The solution Kiehl is working with is a strongly basic solution of sodium hydroxide (lye) and sodium carbonate. To that, he’s adding a pellet of aluminum chloride (a salt). As the pellet reacts with the solution it forms a gel of aluminum hydroxide and aluminum carbonate. At this point, it is important to point out that, until now, scientists didn’t know that aluminum carbonate even existed!
(As Kiehl describes what happens next, this sudden chemical find seems somehow beside the point. Just another day at the lab?)
His garden grows thusly: The pellet, upon hitting the solution and sinking to the bottom of his flask, starts to bubble carbon dioxide and starts forming its gel coating (made up in part of the heretofore unknown aluminum carbonate). The bubbles change the buoyancy of the pellet causing it to rise back to the surface of the solution, where—it starts growing.
As the pellet sits on the surface, long stalactites start forming on its underside. As those tendrils approach the bottom of the flask, more bubbles form and the change in buoyancy floats them back to the surface. From those noodles now lying on the surface, more stalactites form, reaching for the bottom once again as they create their curtain.
“We’re seeing chemical potential energy turning into kinetic energy,” Kiehl says with delight, cueing a highlight of his results—the bobber.
At one point, one of the stalactites breaks, a piece falling to the bottom.
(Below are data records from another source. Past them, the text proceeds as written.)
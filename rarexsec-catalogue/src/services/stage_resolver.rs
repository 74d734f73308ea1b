//! Stage outdir resolver
//!
//! Maps grid-production stage names to their output directories by reading project
//! XML files. `<!ENTITY>` declarations accumulate across files in load order and are
//! substituted into the document body before parsing.

use regex::Regex;
use std::collections::HashMap;
use std::path::{Path, PathBuf};
use std::sync::OnceLock;
use thiserror::Error;

/// Nested entity references are expanded at most this many times
const MAX_ENTITY_PASSES: usize = 8;

/// Project XML errors
#[derive(Debug, Error)]
pub enum StageError {
    #[error("Cannot read {0}: {1}")]
    Read(PathBuf, std::io::Error),

    #[error("Cannot parse {0}: {1}")]
    Parse(PathBuf, String),

    #[error("Could not find <project> in XML '{0}'")]
    MissingProject(PathBuf),
}

fn entity_regex() -> &'static Regex {
    static RE: OnceLock<Regex> = OnceLock::new();
    RE.get_or_init(|| {
        Regex::new(r#"<!ENTITY\s+([^\s]+)\s+"([^"]+)">"#).expect("invalid entity pattern")
    })
}

fn doctype_regex() -> &'static Regex {
    static RE: OnceLock<Regex> = OnceLock::new();
    RE.get_or_init(|| {
        Regex::new(r"(?s)<!DOCTYPE[^\[>]*(\[.*?\]\s*)?>").expect("invalid doctype pattern")
    })
}

/// Entity declarations in document order
pub fn parse_entities(content: &str) -> Vec<(String, String)> {
    entity_regex()
        .captures_iter(content)
        .map(|c| (c[1].to_string(), c[2].to_string()))
        .collect()
}

/// Stage name → output directory
#[derive(Debug, Clone, Default)]
pub struct StageOutdirs {
    outdirs: HashMap<String, PathBuf>,
}

impl StageOutdirs {
    /// Load every readable project file; unreadable or malformed files are skipped
    pub fn from_xml_files(paths: &[PathBuf]) -> Self {
        let mut entities = HashMap::new();
        let mut outdirs = HashMap::new();

        for path in paths {
            match load_project_file(path, &mut entities) {
                Ok(stages) => {
                    tracing::debug!(path = %path.display(), stages = stages.len(), "Loaded project XML");
                    outdirs.extend(stages);
                }
                Err(e) => tracing::error!("{}", e),
            }
        }

        Self { outdirs }
    }

    pub fn resolve(&self, stage_name: &str) -> Option<&Path> {
        self.outdirs.get(stage_name).map(PathBuf::as_path)
    }

    pub fn len(&self) -> usize {
        self.outdirs.len()
    }

    pub fn is_empty(&self) -> bool {
        self.outdirs.is_empty()
    }
}

impl FromIterator<(String, PathBuf)> for StageOutdirs {
    fn from_iter<I: IntoIterator<Item = (String, PathBuf)>>(iter: I) -> Self {
        Self {
            outdirs: iter.into_iter().collect(),
        }
    }
}

fn load_project_file(
    path: &Path,
    entities: &mut HashMap<String, String>,
) -> Result<Vec<(String, PathBuf)>, StageError> {
    let text = std::fs::read_to_string(path).map_err(|e| StageError::Read(path.to_path_buf(), e))?;
    entities.extend(parse_entities(&text));

    let body = doctype_regex().replace(&text, "");
    let body = substitute_entities(&body, entities);

    let doc = roxmltree::Document::parse(&body)
        .map_err(|e| StageError::Parse(path.to_path_buf(), e.to_string()))?;

    let root = doc.root_element();
    let project = if root.has_tag_name("project") {
        Some(root)
    } else {
        root.children().find(|n| n.has_tag_name("project"))
    }
    .ok_or_else(|| StageError::MissingProject(path.to_path_buf()))?;

    let stages = project
        .children()
        .filter(|n| n.has_tag_name("stage"))
        .filter_map(|stage| {
            let name = stage.attribute("name")?;
            let outdir = stage
                .children()
                .find(|n| n.has_tag_name("outdir"))
                .and_then(|n| n.text())
                .unwrap_or("")
                .trim();
            Some((name.to_string(), PathBuf::from(outdir)))
        })
        .collect();

    Ok(stages)
}

/// Replace `&name;` references with declared values, expanding nested references
fn substitute_entities(text: &str, entities: &HashMap<String, String>) -> String {
    let mut current = text.to_string();
    for _ in 0..MAX_ENTITY_PASSES {
        let mut next = current.clone();
        for (name, value) in entities {
            next = next.replace(&format!("&{};", name), value);
        }
        if next == current {
            break;
        }
        current = next;
    }
    current
}
//! Period-level EXT normalization
//!
//! Runs after every sample of a period is terminal. The first completed data sample
//! is the reference; each completed EXT sample gets
//! `pot_equiv = tortgt_ref × (ea9_ref / triggers)` where `triggers` is its prescaled
//! trigger total, or its raw total when no prescale could be applied.

use crate::models::{ExtScaling, ProcessedSample};
use rarexsec_common::catalogue::{BeamRunMetrics, PotEquivComponents, SampleKind};
use std::collections::BTreeMap;

pub const PRESCALE_FALLBACK_NOTE: &str = "prescale_missing_fallback_to_raw_EXTTrig";
pub const TRIGGER_STORE_UNAVAILABLE_NOTE: &str = "trigger_store_unavailable";

/// Equivalent exposure; zero unless all three ingredients are positive
pub fn pot_equiv(ea9_ref: f64, tortgt_ref: f64, triggers: f64) -> f64 {
    if ea9_ref > 0.0 && triggers > 0.0 && tortgt_ref > 0.0 {
        tortgt_ref * (ea9_ref / triggers)
    } else {
        0.0
    }
}

/// First completed data-kind sample in recipe order
pub fn select_reference(samples: &[ProcessedSample]) -> Option<&ProcessedSample> {
    let mut candidates = samples
        .iter()
        .filter(|s| s.kind == SampleKind::Data && s.is_completed());
    let reference = candidates.next()?;

    let others = candidates.count();
    if others > 0 {
        tracing::warn!(
            reference = reference.recipe.display_key(),
            others,
            "Period has several data samples; using the first as reference"
        );
    }
    Some(reference)
}

/// Scaling for each sample, index-aligned with `samples`; `None` for non-EXT or
/// incomplete samples
pub fn scale_period(samples: &[ProcessedSample]) -> Vec<Option<ExtScaling>> {
    let reference = select_reference(samples);
    let (ref_totals, numi_by_run_ref) = match reference.and_then(ProcessedSample::beam_monitor) {
        Some(beam) => (beam.totals, beam.by_run.clone()),
        None => (BeamRunMetrics::default(), BTreeMap::new()),
    };

    samples
        .iter()
        .map(|sample| {
            if sample.kind != SampleKind::Ext || !sample.is_completed() {
                return None;
            }
            let triggers = sample.ext_triggers()?;

            let mut notes = Vec::new();
            let mut denominator = triggers.prescaled.total;
            if denominator <= 0.0 {
                denominator = triggers.raw_total as f64;
                notes.push(PRESCALE_FALLBACK_NOTE);
            }
            if !triggers.store_available {
                notes.push(TRIGGER_STORE_UNAVAILABLE_NOTE);
            }

            let value = pot_equiv(ref_totals.ea9_wcut, ref_totals.tortgt_wcut, denominator);
            tracing::info!(
                sample_key = sample.recipe.display_key(),
                reference = reference.map(|r| r.recipe.display_key()).unwrap_or("none"),
                "EXT POT-equivalent: {:.6e}",
                value
            );

            Some(ExtScaling {
                pot_equiv: value,
                components: PotEquivComponents {
                    ea9cnt_wcut_ref: ref_totals.ea9_wcut,
                    tortgt_wcut_ref: ref_totals.tortgt_wcut,
                    ext_trig_prescaled: denominator,
                    ext_prescale_applied: triggers.prescaled.any_applied,
                    notes: notes.join(";"),
                },
                numi_by_run_ref: numi_by_run_ref.clone(),
            })
        })
        .collect()
}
More bubbles. The piece rises part way back to the surface. Then turns itself around mid-solution and falls. Then rises again before reaching the base of the flask. And finally falls one more time before coming to rest at the bottom.
Jessica and her fringes and rings
Chemistry major Jessica Jaroma has been helping Dr. Maselko with his chemical garden research for three semesters as an undergraduate student in his inorganic chemistry classes. Her experimental trials consisted of pellets of calcium nitrate placed in differing concentrations of sodium carbonate. To start, there was a distinct difference in size of reaction depending on the solution’s amount of sodium carbonate—the lower the concentration, the larger the growth from the pellet. Once she noted that and tried ever decreasing amounts of sodium carbonate, she also noticed that the outer part of the reaction would grow a fringe. The longer the two chemicals reacted, the clearer the fingers of the fringe would become and after about 24 hours or so it would produce multiple rings of fringe as well.
Curious about how changing the chemical make-up of the pellet would change the reaction, Jessica then tried one pellet of calcium chloride and another of magnesium chloride. The calcium chloride produced the same fringes but no rings over time, and the magnesium chloride was “just a cloudy mess.”
Chemical gardens to Poland and back
Dr. Jerzy Maselko is a native of Poland but has been at UAA for over 20 years. Upon receiving the grant from the National Science Foundation last year, he was keen on taking a group of his students to his native country to share their research with fellow scientists (professors Piotr Nowak and Czeslaw Mora and students Agnieszka Krol-Gracz, Agnieszka Dionizy and Ewa Michalak) at the Institute of Physical Chemistry, Technical University of Technology, in Wroclaw. Kaminker, Kiehl and Jaroma, along with former UAA student Josh Bell (who is now at a university in Arizona), spent a month in June and July last summer trying to recreate their experiments and discovering new ones.
The group is currently working on publishing their recent results, and Dr. Maselko plans to travel back to Poland this summer and next with another group of students. Altogether, Maselko and Pantaleone have published nine papers with 22 undergraduate students, which is a great achievement recognized on the national level. Their goal in undergraduate research is to provide opportunities for students to execute quality research for publishing in peer-reviewed journals, such as the Journal of Physical Chemistry and Physics Review E. Such opportunities are a boon for students that have their sights set on medical school or graduate school in either chemistry or physics.